In our opinion neither the assertion of cultural relativist
positions on Jarawa practices, nor the mobilization of old stereotypes of the
‘savage primitive ‘ nor even the invocation of labels such as ‘human heritage’
help in making sense of the events that led to the killing of the infant. The
authors should have focused not only the perceived crime but on the context
behind it. To suggest that the killing of illegitimate children among Jarawas
is a long held practice is not enough to assign blame on a community or assign
equal culpability on the Jarawa man. Prudence dictates that such instances be
understood in their own specific terms. The need of the hour therefore is to
unravel the nexus and modus operandi of the prime accused in this case and to
regulate further intrusions into the forest. In this context it may be useful
to note that tribal welfare administration has already initiated a process of
organizing young Jarawa men and sensitizing them to report cases of poaching
and illegal intrusions in the Reserve
Territory . But a more
concerted, strong and sustained state effort must be in place for this to work
effectively. The state is committed to the protection of the community and it
is expected that offenders don’t get away with such impunity.
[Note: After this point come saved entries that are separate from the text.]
mod api;
mod bridge;
mod manager;
mod sink;
mod types;

use anyhow::Context;
use axum::{
    routing::{get, post},
    Router,
};
use clap::Parser;
use std::path::PathBuf;
use std::sync::Arc;
use std::time::Duration;
use tower_http::cors::{Any, CorsLayer};
use tower_http::trace::TraceLayer;
use tracing::info;
use tracing_subscriber::EnvFilter;
use wayfarer::{AutomationDriver, Engine, EngineConfig, HttpContextMirror, VisualDriver};

use bridge::{RemoteDriver, RemotePlanner};
use manager::TaskManager;
use sink::FsCaptureSink;

#[derive(Parser, Debug)]
#[command(name = "wayfarer-server")]
#[command(about = "HTTP boundary for the wayfarer execution engine")]
struct Args {
    /// Port to listen on
    #[arg(short, long, default_value = "8088")]
    port: u16,

    /// Enable CORS for all origins
    #[arg(long)]
    cors: bool,

    /// Automation driver endpoint (layer 1)
    #[arg(long, env = "WAYFARER_DRIVER_URL")]
    driver_url: String,

    /// Recovery driver endpoint (layer 2); defaults to the primary driver
    #[arg(long, env = "WAYFARER_RECOVERY_URL")]
    recovery_url: Option<String>,

    /// Visual analysis endpoint (layer 3); defaults to the primary driver
    #[arg(long, env = "WAYFARER_VISUAL_URL")]
    visual_url: Option<String>,

    /// Step planner endpoint
    #[arg(long, env = "WAYFARER_PLANNER_URL")]
    planner_url: String,

    /// Directory captures are written under
    #[arg(long, default_value = "./captures")]
    capture_dir: PathBuf,

    /// Engine configuration file (JSON); defaults apply when omitted
    #[arg(long)]
    config: Option<PathBuf>,

    /// Remote context mirror endpoint
    #[arg(long, env = "WAYFARER_MIRROR_URL")]
    mirror_url: Option<String>,

    /// Bearer token for the context mirror
    #[arg(long, env = "WAYFARER_MIRROR_TOKEN")]
    mirror_token: Option<String>,
}

#[tokio::main]
async fn main() -> anyhow::Result<()> {
    // Parse command line arguments
    let args = Args::parse();

    // Initialize tracing
    tracing_subscriber::fmt()
        .with_env_filter(
            EnvFilter::try_from_default_env().unwrap_or_else(|_| EnvFilter::new("info")),
        )
        .init();

    info!("🚀 Starting wayfarer-server v{}", env!("CARGO_PKG_VERSION"));
    info!("🔧 Port: {}", args.port);
    info!("🔧 CORS: {}", if args.cors { "enabled" } else { "disabled" });

    // Load engine configuration
    let config: EngineConfig = match &args.config {
        Some(path) => {
            let raw = std::fs::read_to_string(path)
                .with_context(|| format!("read config {}", path.display()))?;
            serde_json::from_str(&raw)
                .with_context(|| format!("parse config {}", path.display()))?
        }
        None => EngineConfig::default(),
    };

    // The cascade applies its own per-strategy deadlines; the client timeout
    // only has to outlast the slowest single driver call.
    let driver_timeout = Duration::from_millis(
        config.executor.strategy_timeout_ms + config.executor.quiescence_timeout_ms,
    );
    let planner_timeout = Duration::from_millis(config.orchestrator.planner_timeout_ms + 1_000);
    let mirror_timeout = Duration::from_millis(config.store.mirror_timeout_ms);

    // Wire the capability endpoints into the engine
    let primary = Arc::new(RemoteDriver::new(&args.driver_url, driver_timeout)?);
    let recovery: Arc<dyn AutomationDriver> = match &args.recovery_url {
        Some(url) => Arc::new(RemoteDriver::new(url, driver_timeout)?),
        None => primary.clone(),
    };
    let visual: Arc<dyn VisualDriver> = match &args.visual_url {
        Some(url) => Arc::new(RemoteDriver::new(url, driver_timeout)?),
        None => primary.clone(),
    };
    let planner = Arc::new(RemotePlanner::new(&args.planner_url, planner_timeout)?);

    info!("🔧 Driver endpoint: {}", args.driver_url);
    info!("🔧 Planner endpoint: {}", args.planner_url);
    info!("🔧 Capture directory: {}", args.capture_dir.display());

    let mut engine = Engine::new(primary, recovery, visual, planner, config)
        .with_sink(Arc::new(FsCaptureSink::new(&args.capture_dir)));

    if let Some(mirror_url) = &args.mirror_url {
        let mirror =
            HttpContextMirror::new(mirror_url.clone(), args.mirror_token.clone(), mirror_timeout)?;
        engine = engine.with_mirror(Arc::new(mirror));
        info!("🔧 Context mirror: {}", mirror_url);
    }

    let manager = Arc::new(TaskManager::new(Arc::new(engine)));
    info!("✅ TaskManager initialized");

    // Build router
    let mut app = Router::new()
        .route("/health", get(api::health))
        .route("/tasks", post(api::submit_task))
        .route("/tasks/{id}", get(api::get_task).delete(api::cancel_task))
        .with_state(manager)
        .layer(TraceLayer::new_for_http());

    // Add CORS if enabled
    if args.cors {
        app = app.layer(
            CorsLayer::new()
                .allow_origin(Any)
                .allow_methods(Any)
                .allow_headers(Any),
        );
    }

    // Start server
    let addr = format!("0.0.0.0:{}", args.port);
    let listener = tokio::net::TcpListener::bind(&addr).await?;
    info!("✅ Server listening on http://{}", addr);
    info!("🧭 Ready to run tasks");

    axum::serve(listener, app).await?;

    Ok(())
}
To conclude, the question of the Jarawa man’s culpability and the
ethical and legal conundrum it has generated for the administration, remains a
needless distraction in a case where the prime accused has still a lot to
answer for. The authors of this piece would have done well if they chose to
pose the problem in ways that would have shed greater light on the
specificities of the case and the larger politics behind its slanted reportage
in the media.
Prof Vishwajit Pandya is Professor of Anthropology at the
Dhirubhai Ambani Institute of Information and Communication Technology and is
also the Founder and Honorary Director of the Andaman and Nicobar Tribal
Research Institute (ANTRI).
Madhumita Mazumdar is Associate Professor at DAIICT.